Scientists are taking the heat
Moving heat around where you want it to go — adding it to houses and hairdryers, removing it from car engines and refrigerators — is one of the great challenges of engineering.
Moving heat around where you want it to go — adding it to houses and hairdryers, removing it from car engines and refrigerators — is one of the great challenges of engineering.
All activity generates heat because energy escapes from everything we do. But too much heat can wear out batteries and electronic components, such as parts in an aging laptop that runs too hot to actually sit on your lap. If you can’t get rid of heat, you’ve got a problem.
Scientists at University of Chicago have invented a way to funnel heat around at the microscopic level: a thermal insulator made using an innovative technique. They stack ultrathin layers of crystalline sheets on top of each other but slightly rotate each layer, creating a material with atoms that are aligned in one direction but not in the other.
“Think of a partly finished Rubik’s Cube with layers all rotated in random directions,” said Shi En Kim, graduate student at the university’s Pritzker School of Molecular Engineering and first author of the study. “What that means is that within each layer of the crystal, we still have an ordered lattice of atoms. But if you move to the neighboring layer, you have no idea where the next atoms will be relative to the previous layer. The atoms are completely messy along this direction.”

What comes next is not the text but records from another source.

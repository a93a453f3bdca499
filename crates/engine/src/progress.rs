//! Player progress interface
//!
//! The engine only reports results; where progress is kept (a save file,
//! platform storage, a server) is up to the embedding application. This
//! module defines the operations a session needs and an in-memory store.

use std::collections::BTreeMap;

use serde::{Deserialize, Serialize};

use crate::types::LevelKey;

/// Unlock/finish flags of one level
#[derive(Debug, Clone, Copy, Default, PartialEq, Eq, Hash, Serialize, Deserialize)]
pub struct LevelStatus {
    pub unlocked: bool,
    pub finished: bool,
}

pub trait ProgressStore {
    fn level_status(&self, key: LevelKey) -> LevelStatus;
    fn mark_unlocked(&mut self, key: LevelKey);
    fn mark_finished(&mut self, key: LevelKey);
    fn stage_stars(&self, stage: u32) -> u32;
    fn add_star(&mut self, stage: u32);
    fn total_stars(&self) -> u32;
    fn set_last_played(&mut self, key: LevelKey);
    fn last_played(&self) -> Option<LevelKey>;

    /// Record a solved level.
    ///
    /// The first completion marks the level finished and earns its stage a
    /// star. Every completion unlocks the following level. Returns whether
    /// this was the first completion.
    fn finish_level(&mut self, key: LevelKey) -> bool {
        let first = !self.level_status(key).finished;
        if first {
            self.mark_finished(key);
            self.add_star(key.stage);
        }
        self.mark_unlocked(key.next());
        first
    }
}

/// Progress kept in memory for the lifetime of the process
#[derive(Debug, Clone, PartialEq, Eq)]
pub struct MemoryProgress {
    levels: BTreeMap<LevelKey, LevelStatus>,
    stars: BTreeMap<u32, u32>,
    last_played: Option<LevelKey>,
}

impl MemoryProgress {
    /// Fresh progress: only stage 1, level 1 is unlocked
    pub fn new() -> Self {
        let mut levels = BTreeMap::new();
        levels.insert(
            LevelKey::new(1, 1),
            LevelStatus {
                unlocked: true,
                finished: false,
            },
        );
        Self {
            levels,
            stars: BTreeMap::new(),
            last_played: None,
        }
    }
}

impl Default for MemoryProgress {
    fn default() -> Self {
        Self::new()
    }
}

impl ProgressStore for MemoryProgress {
    fn level_status(&self, key: LevelKey) -> LevelStatus {
        self.levels.get(&key).copied().unwrap_or_default()
    }

    fn mark_unlocked(&mut self, key: LevelKey) {
        self.levels.entry(key).or_default().unlocked = true;
    }

    fn mark_finished(&mut self, key: LevelKey) {
        self.levels.entry(key).or_default().finished = true;
    }

    fn stage_stars(&self, stage: u32) -> u32 {
        self.stars.get(&stage).copied().unwrap_or(0)
    }

    fn add_star(&mut self, stage: u32) {
        *self.stars.entry(stage).or_insert(0) += 1;
    }

    fn total_stars(&self) -> u32 {
        self.stars.values().sum()
    }

    fn set_last_played(&mut self, key: LevelKey) {
        self.last_played = Some(key);
    }

    fn last_played(&self) -> Option<LevelKey> {
        self.last_played
    }
}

The result is a material that is extremely good at both containing heat and moving it, albeit in different directions — an unusual ability at the microscale and one that could have very useful applications in electronics and other technology.
“The combination of excellent heat conductivity in one direction and excellent insulation in the other direction does not exist at all in nature,” said study lead author Jiwoong Park, professor of chemistry and molecular engineering at University of Chicago. “We hope this could open up an entirely new direction for making novel materials.”
Scientists constantly search for materials with unusual properties because they can unlock capabilities for devices.
Park’s group had been investigating ways to make extremely thin layers of materials that are a few atoms thick. Materials used for devices normally are made up of highly regular, repeating lattices of atoms, which makes it easy for electricity and heat to move through the materials. But the scientists wondered what would happen if they instead slightly rotated each successive layer as they stacked them.